«Je n'ai reçu aucune menace, je n'ai de problème avec personne. C'est sans doute une plaisanterie», laisse tomber le propriétaire d'une résidence ciblée cette nuit par un cocktail Molotov, dans l'arrondissement Outremont.

Hugo Meunier LA PRESSE

En fait, l'incendie criminel aurait été allumé dans une flaque d'huile déversée devant la porte de sa maison cossue en pierre des champs située sur la Place du Vésinet, à l'angle de l'avenue McCulloch.

Les dommages causés par l'attaque seraient considérables. Les flammes se sont limitées à la structure de la résidence.

Si bien que rien sauf de la fumée n'était visible à l'intérieur de la maison lorsque Patrick Bubendorff et sa famille ont été tirés du lit par l'alarme incendie, peu avant quatre heures ce matin. «Ça a dû brûler une bonne demi-heure avant que l'alarme ne parte», croit M. Bubendorff, un agent immobilier qui habite la résidence visée depuis une dizaine d'années.

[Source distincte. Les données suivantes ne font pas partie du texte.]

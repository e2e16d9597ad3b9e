//! CloudNodes Source - host-facing node inventory
//!
//! Ties configuration, fetchers and the refresh orchestrator together:
//! - [`NodeSource`]: validated configuration in, current node set out
//! - [`HttpFetcher`]: fetches resources from the cloud management API
//! - [`FixtureFetcher`]: serves resources from a JSON file for offline use
//!
//! # Example
//!
//! ```ignore
//! use cloudnodes_config::ConfigLoader;
//! use cloudnodes_source::NodeSource;
//!
//! let config = ConfigLoader::new().load(None, None)?;
//! let source = NodeSource::from_config(config)?;
//! for node in source.nodes().await?.iter() {
//!     println!("{}", node.name);
//! }
//! ```

pub mod error;
pub mod fixture;
pub mod http;
pub mod source;

pub use error::SourceError;
pub use fixture::FixtureFetcher;
pub use http::{HttpFetcher, HttpFetcherConfig};
pub use source::{refresh_settings, NodeSource};
//! Resource fetcher trait definition.
//!
//! The fetcher is the only component that talks to the cloud management API.
//! The cache loaders call it; everything downstream reads the resource cache.

use async_trait::async_trait;
use parking_lot::Mutex;
use std::collections::HashMap;
use thiserror::Error;

use crate::resource::{FetchScope, Resource, ResourceCollection, ResourceKind};

/// Errors raised while fetching resources.
#[derive(Error, Debug)]
pub enum FetchError {
    /// The fetcher cannot list this kind in this scope
    #[error("{kind} resources cannot be fetched for {scope}")]
    UnsupportedScope { kind: ResourceKind, scope: FetchScope },

    /// Server answered with a non-success status
    #[error("request to '{url}' failed with status {status}: {message}")]
    Status {
        url: String,
        status: u16,
        message: String,
    },

    /// Request timed out
    #[error("request to '{url}' timed out")]
    Timeout { url: String },

    /// Connection error
    #[error("connection failed: {0}")]
    Connection(String),

    /// Response body could not be turned into resources
    #[error("invalid response from '{url}': {message}")]
    Decode { url: String, message: String },

    /// Generic error with context
    #[error("{context}: {message}")]
    WithContext { context: String, message: String },
}

impl FetchError {
    /// Create an UnsupportedScope error.
    pub fn unsupported(kind: ResourceKind, scope: &FetchScope) -> Self {
        Self::UnsupportedScope {
            kind,
            scope: scope.clone(),
        }
    }

    /// Create a Status error.
    pub fn status(url: impl Into<String>, status: u16, message: impl Into<String>) -> Self {
        Self::Status {
            url: url.into(),
            status,
            message: message.into(),
        }
    }

    /// Create a Decode error.
    pub fn decode(url: impl Into<String>, message: impl Into<String>) -> Self {
        Self::Decode {
            url: url.into(),
            message: message.into(),
        }
    }

    /// Add context to any error.
    pub fn with_context(context: impl Into<String>, message: impl Into<String>) -> Self {
        Self::WithContext {
            context: context.into(),
            message: message.into(),
        }
    }
}

/// Source of raw resources.
///
/// Given a kind and a scope, returns the matching resources keyed by href.
/// A scope with nothing in it yields an empty collection, not an error; this
/// includes an [`FetchScope::Href`] that does not resolve.
#[async_trait]
pub trait ResourceFetcher: Send + Sync {
    /// Fetch the resources of `kind` in `scope`.
    async fn fetch(
        &self,
        kind: ResourceKind,
        scope: &FetchScope,
    ) -> Result<ResourceCollection, FetchError>;
}

/// In-memory fetcher serving pre-registered collections.
///
/// `Href` scopes fall back to any registered collection of the same kind, so
/// single resources need not be registered twice. Every request is recorded.
#[derive(Debug, Default)]
pub struct MemoryFetcher {
    collections: HashMap<(ResourceKind, FetchScope), ResourceCollection>,
    requests: Mutex<Vec<(ResourceKind, FetchScope)>>,
}

impl MemoryFetcher {
    /// Create an empty fetcher.
    pub fn new() -> Self {
        Self::default()
    }

    /// Register resources for a kind and scope (builder form).
    pub fn with(
        mut self,
        kind: ResourceKind,
        scope: FetchScope,
        resources: impl IntoIterator<Item = Resource>,
    ) -> Self {
        self.insert(kind, scope, resources);
        self
    }

    /// Register resources for a kind and scope, merging with earlier ones.
    pub fn insert(
        &mut self,
        kind: ResourceKind,
        scope: FetchScope,
        resources: impl IntoIterator<Item = Resource>,
    ) {
        let collection: ResourceCollection = resources.into_iter().collect();
        self.collections
            .entry((kind, scope))
            .or_default()
            .merge(collection);
    }

    /// Requests served so far, in order.
    pub fn requests(&self) -> Vec<(ResourceKind, FetchScope)> {
        self.requests.lock().clone()
    }

    /// Number of requests served for one kind.
    pub fn request_count(&self, kind: ResourceKind) -> usize {
        self.requests.lock().iter().filter(|(k, _)| *k == kind).count()
    }

    /// Forget recorded requests.
    pub fn clear_requests(&self) {
        self.requests.lock().clear();
    }

    fn find_by_href(&self, kind: ResourceKind, href: &str) -> Option<&Resource> {
        self.collections
            .iter()
            .filter(|((k, _), _)| *k == kind)
            .find_map(|(_, collection)| collection.get(href))
    }
}

#[async_trait]
impl ResourceFetcher for MemoryFetcher {
    async fn fetch(
        &self,
        kind: ResourceKind,
        scope: &FetchScope,
    ) -> Result<ResourceCollection, FetchError> {
        self.requests.lock().push((kind, scope.clone()));

        if let Some(collection) = self.collections.get(&(kind, scope.clone())) {
            return Ok(collection.clone());
        }

        match scope {
            FetchScope::Href(href) => Ok(self
                .find_by_href(kind, href)
                .cloned()
                .into_iter()
                .collect()),
            _ => Ok(ResourceCollection::new()),
        }
    }
}
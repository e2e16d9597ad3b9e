//! Full-match name filters for inputs and tags.

use regex::Regex;

/// A regular expression that must match a whole name, not a substring.
#[derive(Debug, Clone)]
pub struct NamePattern {
    source: String,
    regex: Regex,
}

impl NamePattern {
    /// Compile `pattern` anchored at both ends.
    pub fn new(pattern: &str) -> Result<Self, regex::Error> {
        let regex = Regex::new(&format!("^(?:{})$", pattern))?;
        Ok(Self {
            source: pattern.to_string(),
            regex,
        })
    }

    /// Whether `name` matches in full.
    pub fn matches(&self, name: &str) -> bool {
        self.regex.is_match(name)
    }

    /// The pattern as configured.
    pub fn as_str(&self) -> &str {
        &self.source
    }
}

Devant lui, une flaque d'huile est encore bien visible dans les escaliers. Quelques auto-patrouilles du Service de police de la Ville de Montréal sont toujours sur place et la Section des incendies criminels a ouvert son enquête.

Personne n'a heureusement été blessé dans l'attaque.

M. Bubendorff, sa conjointe et leurs deux filles qui dormaient à l'étage ont pu sortir à temps grâce au détecteur de fumée. «On a eu de la chance que mon père l'entende, on ne se serait peut-être pas réveillées», souligne une des filles de M. Bubendorff, qui dit n'avoir jamais entendu l'alarme sonner.

La vigilance d'un voisin a aussi peut-être contribué à éviter le pire. «Je ne dormais pas quand c'est arrivé. J'ai entendu un bruit. Quelques minutes plus tard, j'ai senti la fumée. J'ai réveillé ma femme et les enfants et je suis venu voir», raconte Maxime Vanasse.

Devant la porte, il dit avoir aperçu un sac en nylon dans lequel semblait se trouver un morceau de tissu imbibé d'huile.

En attendant d'en apprendre plus sur les circonstances de l'incendie -et vu l'état de la maison-, M. Bubendorff et sa famille devront être logés quelque part.

Dans leur malheur, la conjointe de l'agent immobilier salue néanmoins le travail des pompiers. «J'ai été impressionnée par eux. Ils ont mis des bâches par-dessus des meubles pour les protéger et ils ont déplacé des tableaux.»

Les policiers n'ont pour le moment aucun suspect dans le collimateur.